Is there a way to "mark" the list as eligible for GC? Maybe like this:
def my_func
#doing some stuff ..
objects = MyClass.my_method(some_param)
objects = nil #does this make any difference?
#doing other stuff ..
end
GC destroys all objects which are not being referenced by your code. By setting objects to nil, you change reference of the variable, hence objects will be GCed, but exactly same thing is going to happen if you go with the first code. The real question is - why do you need for this object to be GB at precise moment - it shouldn't affect your code at all.
If you really want to have better control over garbage collection you can look at GC class: http://www.ruby-doc.org/core-1.9.3/GC.html. Note that you can rerun GC.start, which will force GC to run at that precise moment (even if there is nothing to collect).

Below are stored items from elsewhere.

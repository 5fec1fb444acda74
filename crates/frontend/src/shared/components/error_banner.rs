use leptos::prelude::*;
use thaw::*;

/// Load failure with a retry button.
#[component]
pub fn ErrorBanner(
    #[prop(into)] title: String,
    #[prop(into)] message: Signal<String>,
    #[prop(optional)] on_retry: Option<Callback<()>>,
) -> impl IntoView {
    view! {
        <div class="alert alert--error" role="alert">
            <h3 class="alert__title">{title}</h3>
            <p>{move || message.get()}</p>
            {on_retry.map(|retry| view! {
                <Button appearance=ButtonAppearance::Primary on_click=move |_| retry.run(())>
                    "Try Again"
                </Button>
            })}
        </div>
    }
}

/// Placeholder shown when a list loaded fine but has nothing in it.
#[component]
pub fn EmptyState(
    #[prop(into)] title: String,
    #[prop(optional, into)] hint: Option<String>,
    #[prop(optional)] children: Option<Children>,
) -> impl IntoView {
    view! {
        <div class="empty-state">
            <h3>{title}</h3>
            {hint.map(|h| view! { <p class="text-muted">{h}</p> })}
            {children.map(|c| c())}
        </div>
    }
}
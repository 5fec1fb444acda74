pub mod view_model;

use contracts::domain::course::DifficultyLevel;
use leptos::prelude::*;
use leptos_router::hooks::{use_navigate, use_params_map};
use thaw::*;

use self::view_model::CourseFormViewModel;
use crate::shared::api_utils::media_url;
use crate::shared::components::form_field::FormField;
use crate::shared::components::spinner::PageSpinner;
use crate::system::pages::field_error;

const LIST_PATH: &str = "/dashboard/teacher/courses";

/// Create (`/new`) and edit (`/:id/edit`) form for teacher courses.
#[component]
pub fn CourseForm() -> impl IntoView {
    let vm = CourseFormViewModel::new();
    let params = use_params_map();
    let navigate = use_navigate();

    vm.load_categories();
    Effect::new(move |_| {
        let id = params.with(|p| p.get("id").and_then(|id| id.parse::<i64>().ok()));
        vm.load_if_needed(id);
    });

    let on_submit = move |ev: leptos::ev::SubmitEvent| {
        ev.prevent_default();
        let navigate = navigate.clone();
        vm.save_command(move || navigate(LIST_PATH, Default::default()));
    };

    let busy = Signal::derive(move || vm.is_saving.get() || vm.is_loading.get());
    let errors = vm.errors;

    view! {
        <div class="page">
            <div class="page__header">
                <h1>{move || if vm.is_edit_mode() { "Edit course" } else { "Create course" }}</h1>
                <a href=LIST_PATH>"Back to my courses"</a>
            </div>

            {move || vm.load_error.get().map(|e| view! {
                <div class="alert alert--error" role="alert">{format!("Couldn't load the course: {}", e)}</div>
            })}
            {move || vm.save_error.get().map(|e| view! {
                <div class="alert alert--error" role="alert">{e}</div>
            })}

            {move || vm.is_loading.get().then(|| view! { <PageSpinner label="Loading course..." /> })}

            <form class="course-form" class:hidden=move || vm.is_loading.get() on:submit=on_submit novalidate>
                <FormField label="Title" error=field_error(errors, "title")>
                    <Input value=vm.title disabled=busy />
                </FormField>

                <FormField label="Description" error=field_error(errors, "description")>
                    <Textarea value=vm.description disabled=busy />
                </FormField>

                <FormField label="Category" error=field_error(errors, "category")>
                    <Select value=vm.category>
                        <option value="">"Select a category"</option>
                        <For
                            each=move || vm.categories.get()
                            key=|c| c.id
                            children=|c| view! { <option value=c.id.to_string()>{c.name}</option> }
                        />
                    </Select>
                </FormField>

                <FormField label="Difficulty" error=Signal::derive(|| None::<String>)>
                    <Select value=vm.difficulty_level>
                        {DifficultyLevel::ALL
                            .into_iter()
                            .map(|l| view! { <option value=l.as_str()>{l.label()}</option> })
                            .collect_view()}
                    </Select>
                </FormField>

                <Flex gap=FlexGap::Medium>
                    <FormField label="Price ($)" error=field_error(errors, "price")>
                        <Input value=vm.price input_type=InputType::Number disabled=busy />
                    </FormField>
                    <FormField label="Duration (weeks)" error=field_error(errors, "duration_weeks")>
                        <Input value=vm.duration_weeks input_type=InputType::Number disabled=busy />
                    </FormField>
                    <FormField label="Max students" error=field_error(errors, "max_students")>
                        <Input value=vm.max_students input_type=InputType::Number disabled=busy />
                    </FormField>
                </Flex>

                <FormField label="Thumbnail" error=Signal::derive(move || vm.thumbnail_error.get())>
                    {move || vm.current_thumbnail.get().and_then(|t| media_url(Some(&t))).map(|src| view! {
                        <img class="course-form__thumb" src=src alt="Current thumbnail" />
                    })}
                    <input
                        type="file"
                        accept="image/*"
                        disabled=move || busy.get()
                        on:change=move |ev| {
                            let input = event_target::<web_sys::HtmlInputElement>(&ev);
                            vm.pick_thumbnail(input.files().and_then(|files| files.get(0)));
                        }
                    />
                    {move || vm.thumbnail_name.get().map(|name| view! {
                        <span class="text-muted">{name}</span>
                    })}
                </FormField>

                <Checkbox checked=vm.published label="Publish now" />

                <Flex gap=FlexGap::Small>
                    <Button appearance=ButtonAppearance::Primary button_type=ButtonType::Submit disabled=busy>
                        {move || match (vm.is_saving.get(), vm.is_edit_mode()) {
                            (true, _) => "Saving...",
                            (false, true) => "Save changes",
                            (false, false) => "Create course",
                        }}
                    </Button>
                    <a class="button" href=LIST_PATH>"Cancel"</a>
                </Flex>
            </form>
        </div>
    }
}
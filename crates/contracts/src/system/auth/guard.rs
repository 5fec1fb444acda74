//! Route access decisions.
//!
//! The decision is recomputed from the current [`Session`] on every render.
//! While the session is loading nothing redirects, so a signed-in user is
//! never bounced to the landing page during token restore.

use super::session::Session;
use super::UserRole;

/// Where a denied visitor is sent.
#[derive(Debug, Clone, Copy, PartialEq, Eq)]
pub enum RedirectTarget {
    /// Public landing page, for visitors without a session.
    Landing,
    /// Dashboard home, for signed-in users lacking the route's role.
    Dashboard,
}

impl RedirectTarget {
    pub const fn path(self) -> &'static str {
        match self {
            RedirectTarget::Landing => "/",
            RedirectTarget::Dashboard => "/dashboard",
        }
    }
}

#[derive(Debug, Clone, Copy, PartialEq, Eq)]
pub enum AccessDecision {
    Checking,
    Denied(RedirectTarget),
    Allowed,
}

/// Decide whether a protected view may render. An empty `required_roles`
/// admits any signed-in user.
pub fn decide(session: &Session, required_roles: &[UserRole]) -> AccessDecision {
    if session.is_loading() {
        return AccessDecision::Checking;
    }
    if !session.is_authenticated() {
        return AccessDecision::Denied(RedirectTarget::Landing);
    }
    if !required_roles.is_empty() && !required_roles.contains(&session.role()) {
        return AccessDecision::Denied(RedirectTarget::Dashboard);
    }
    AccessDecision::Allowed
}

#[cfg(test)]
mod tests {
    use super::*;
    use crate::system::auth::session::test_user;

    #[test]
    fn test_loading_is_checking_regardless_of_user() {
        assert_eq!(decide(&Session::loading(), &[]), AccessDecision::Checking);
        let busy = Session::signed_in(test_user("student")).busy();
        assert_eq!(decide(&busy, &[UserRole::Teacher]), AccessDecision::Checking);
    }

    #[test]
    fn test_anonymous_goes_to_landing() {
        assert_eq!(
            decide(&Session::anonymous(), &[]),
            AccessDecision::Denied(RedirectTarget::Landing)
        );
        assert_eq!(RedirectTarget::Landing.path(), "/");
    }

    #[test]
    fn test_wrong_role_goes_to_dashboard() {
        let student = Session::signed_in(test_user("student"));
        assert_eq!(
            decide(&student, &[UserRole::Teacher]),
            AccessDecision::Denied(RedirectTarget::Dashboard)
        );
        assert_eq!(RedirectTarget::Dashboard.path(), "/dashboard");
    }

    #[test]
    fn test_allowed() {
        let teacher = Session::signed_in(test_user("teacher"));
        assert_eq!(decide(&teacher, &[UserRole::Teacher]), AccessDecision::Allowed);
        assert_eq!(decide(&teacher, &[]), AccessDecision::Allowed);
        assert_eq!(
            decide(&teacher, &[UserRole::Student, UserRole::Teacher]),
            AccessDecision::Allowed
        );
    }

    #[test]
    fn test_unknown_role_is_denied_on_role_routes() {
        let other = Session::signed_in(test_user("admin"));
        assert_eq!(decide(&other, &[]), AccessDecision::Allowed);
        assert_eq!(
            decide(&other, &[UserRole::Student]),
            AccessDecision::Denied(RedirectTarget::Dashboard)
        );
    }
}
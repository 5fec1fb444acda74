use contracts::shared::validation::registration::{validate_registration, RegistrationForm};
use contracts::shared::validation::ValidationResult;
use contracts::system::auth::{RegisterRequest, UserRole};
use leptos::prelude::*;
use leptos::task::spawn_local;
use leptos_router::hooks::use_navigate;
use thaw::*;

use super::{clear_on_input, field_error};
use crate::shared::components::form_field::FormField;
use crate::system::auth::context::{do_register, use_auth};

fn parse_role(value: &str) -> Option<UserRole> {
    match value {
        "student" => Some(UserRole::Student),
        "teacher" => Some(UserRole::Teacher),
        _ => None,
    }
}

#[component]
pub fn RegisterPage() -> impl IntoView {
    let name = RwSignal::new(String::new());
    let username = RwSignal::new(String::new());
    let email = RwSignal::new(String::new());
    let password = RwSignal::new(String::new());
    let confirm_password = RwSignal::new(String::new());
    let role = RwSignal::new(String::new());
    let remember_me = RwSignal::new(false);

    let errors = RwSignal::new(ValidationResult::valid());
    let submit_error = RwSignal::new(Option::<String>::None);
    let submitting = RwSignal::new(false);

    let session = use_auth();
    let navigate = use_navigate();

    clear_on_input(name, errors, "name");
    clear_on_input(username, errors, "username");
    clear_on_input(email, errors, "email");
    clear_on_input(password, errors, "password");
    clear_on_input(confirm_password, errors, "confirm_password");
    clear_on_input(role, errors, "role");

    let on_submit = move |ev: leptos::ev::SubmitEvent| {
        ev.prevent_default();
        if submitting.get_untracked() {
            return;
        }

        let form = RegistrationForm {
            name: name.get_untracked(),
            username: username.get_untracked(),
            email: email.get_untracked(),
            password: password.get_untracked(),
            confirm_password: confirm_password.get_untracked(),
            role: parse_role(&role.get_untracked()),
            remember_me: remember_me.get_untracked(),
        };
        let result = validate_registration(&form);
        if !result.is_valid {
            errors.set(result);
            return;
        }

        errors.set(ValidationResult::valid());
        submit_error.set(None);
        submitting.set(true);

        let navigate = navigate.clone();
        spawn_local(async move {
            let request = RegisterRequest::from_form(&form);
            match do_register(session, request, form.remember_me).await {
                Ok(()) => navigate("/dashboard", Default::default()),
                Err(e) => {
                    log::warn!("registration failed: {}", e);
                    submit_error.set(Some(e));
                    submitting.set(false);
                }
            }
        });
    };

    let busy = Signal::derive(move || submitting.get());

    view! {
        <div class="auth-container">
            <div class="auth-box">
                <h1>"Create your account"</h1>

                {move || submit_error.get().map(|e| view! {
                    <div class="alert alert--error" role="alert">{e}</div>
                })}

                <form on:submit=on_submit novalidate>
                    <FormField label="Full name" error=field_error(errors, "name")>
                        <Input value=name placeholder="Jane Doe" disabled=busy />
                    </FormField>

                    <FormField label="Username" error=field_error(errors, "username")>
                        <Input value=username placeholder="jane_doe" disabled=busy />
                    </FormField>

                    <FormField label="Email" error=field_error(errors, "email")>
                        <Input value=email input_type=InputType::Email placeholder="you@example.com" disabled=busy />
                    </FormField>

                    <FormField label="Password" error=field_error(errors, "password")>
                        <Input value=password input_type=InputType::Password disabled=busy />
                    </FormField>

                    <FormField label="Confirm password" error=field_error(errors, "confirm_password")>
                        <Input value=confirm_password input_type=InputType::Password disabled=busy />
                    </FormField>

                    <FormField label="I am a" error=field_error(errors, "role")>
                        <Select value=role>
                            <option value="">"Select a role"</option>
                            <option value=UserRole::Student.as_str()>{UserRole::Student.label()}</option>
                            <option value=UserRole::Teacher.as_str()>{UserRole::Teacher.label()}</option>
                        </Select>
                    </FormField>

                    <Checkbox checked=remember_me label="Remember me" />

                    <Button
                        appearance=ButtonAppearance::Primary
                        button_type=ButtonType::Submit
                        disabled=busy
                    >
                        {move || if submitting.get() { "Creating account..." } else { "Create account" }}
                    </Button>
                </form>

                <p class="auth-footer">
                    "Already have an account? " <a href="/login">"Sign in"</a>
                </p>
            </div>
        </div>
    }
}

#[cfg(test)]
mod tests {
    use super::*;

    #[test]
    fn test_parse_role() {
        assert_eq!(parse_role("student"), Some(UserRole::Student));
        assert_eq!(parse_role("teacher"), Some(UserRole::Teacher));
        assert_eq!(parse_role(""), None);
        assert_eq!(parse_role("admin"), None);
    }
}
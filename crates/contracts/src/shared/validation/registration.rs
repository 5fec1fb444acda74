//! Sign-up form validation.
//!
//! Kept apart from the generic engine: it needs the cross-field
//! password confirmation and the role choice.

use std::collections::BTreeMap;

use serde::{Deserialize, Serialize};

use super::form::ValidationResult;
use super::rules::{validate_email, validate_username, PasswordPolicy};
use crate::system::auth::UserRole;

pub const CONFIRM_REQUIRED: &str = "Please confirm your password";
pub const PASSWORDS_MISMATCH: &str = "Passwords do not match";
pub const ROLE_REQUIRED: &str = "Please select a role";

#[derive(Debug, Clone, Default, PartialEq, Serialize, Deserialize)]
pub struct RegistrationForm {
    pub name: String,
    pub username: String,
    pub email: String,
    pub password: String,
    pub confirm_password: String,
    pub role: Option<UserRole>,
    pub remember_me: bool,
}

impl RegistrationForm {
    /// Field names in display order.
    pub const FIELDS: [&'static str; 6] = [
        "name",
        "username",
        "email",
        "password",
        "confirm_password",
        "role",
    ];
}

pub fn validate_registration(form: &RegistrationForm) -> ValidationResult {
    validate_registration_with(form, &PasswordPolicy::DEFAULT)
}

pub fn validate_registration_with(
    form: &RegistrationForm,
    policy: &PasswordPolicy,
) -> ValidationResult {
    let mut errors = BTreeMap::new();

    if form.name.trim().is_empty() {
        errors.insert("name".to_string(), "Name is required".to_string());
    }
    if let Some(message) = validate_username(&form.username) {
        errors.insert("username".to_string(), message);
    }
    if let Some(message) = validate_email(&form.email) {
        errors.insert("email".to_string(), message);
    }
    if let Some(message) = policy.check(&form.password) {
        errors.insert("password".to_string(), message);
    }

    if form.confirm_password.is_empty() {
        errors.insert("confirm_password".to_string(), CONFIRM_REQUIRED.to_string());
    } else if !form.password.is_empty() && form.password != form.confirm_password {
        errors.insert("confirm_password".to_string(), PASSWORDS_MISMATCH.to_string());
    }

    if !matches!(form.role, Some(UserRole::Student) | Some(UserRole::Teacher)) {
        errors.insert("role".to_string(), ROLE_REQUIRED.to_string());
    }

    ValidationResult::from_errors(errors)
}

#[cfg(test)]
mod tests {
    use super::*;

    fn filled() -> RegistrationForm {
        RegistrationForm {
            name: "Ada Lovelace".to_string(),
            username: "ada".to_string(),
            email: "ada@example.com".to_string(),
            password: "Analyt1cal!".to_string(),
            confirm_password: "Analyt1cal!".to_string(),
            role: Some(UserRole::Student),
            remember_me: false,
        }
    }

    #[test]
    fn test_valid_registration() {
        assert!(validate_registration(&filled()).is_valid);
    }

    #[test]
    fn test_mismatch_is_distinct_from_missing() {
        let mut form = filled();
        form.confirm_password = "Analyt1cal?".to_string();
        let result = validate_registration(&form);
        assert_eq!(result.error("confirm_password"), Some(PASSWORDS_MISMATCH));

        form.confirm_password.clear();
        let result = validate_registration(&form);
        assert_eq!(result.error("confirm_password"), Some(CONFIRM_REQUIRED));
    }

    #[test]
    fn test_empty_form_reports_every_field() {
        let result = validate_registration(&RegistrationForm::default());
        for field in RegistrationForm::FIELDS {
            assert!(result.error(field).is_some(), "missing error for {}", field);
        }
    }

    #[test]
    fn test_role_none_is_rejected() {
        let mut form = filled();
        form.role = Some(UserRole::None);
        assert_eq!(validate_registration(&form).error("role"), Some(ROLE_REQUIRED));
    }

    #[test]
    fn test_weak_password_reports_first_failure() {
        let mut form = filled();
        form.password = "lowercase1!".to_string();
        form.confirm_password = form.password.clone();
        assert_eq!(
            validate_registration(&form).error("password"),
            Some("Password must contain at least one uppercase letter")
        );
    }
}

Items returned from the function are eligible for being collected once nothing else points to them.
So, if you ignore the return value and really nothing more remembers those objects, than yes, thay can be GC'ed.
So, if you store the result in objects variable, then the returned values will be 'pinned'**) as long as the objects variable still remembers them***). When you nil that variable, they will be released and pending for collection. Nilling that variable may speed up their collection, but does not necessarily have to. *)
UNLESS anything other still remembers them. If between the objects=f() and objects=nil you read the values from objects variable and pass them to other functions/methods, and if they happen to store those objects, then of course it will pin them too, and "nilling" will help a bit in releasing the resources but not cause any immediate collection.*)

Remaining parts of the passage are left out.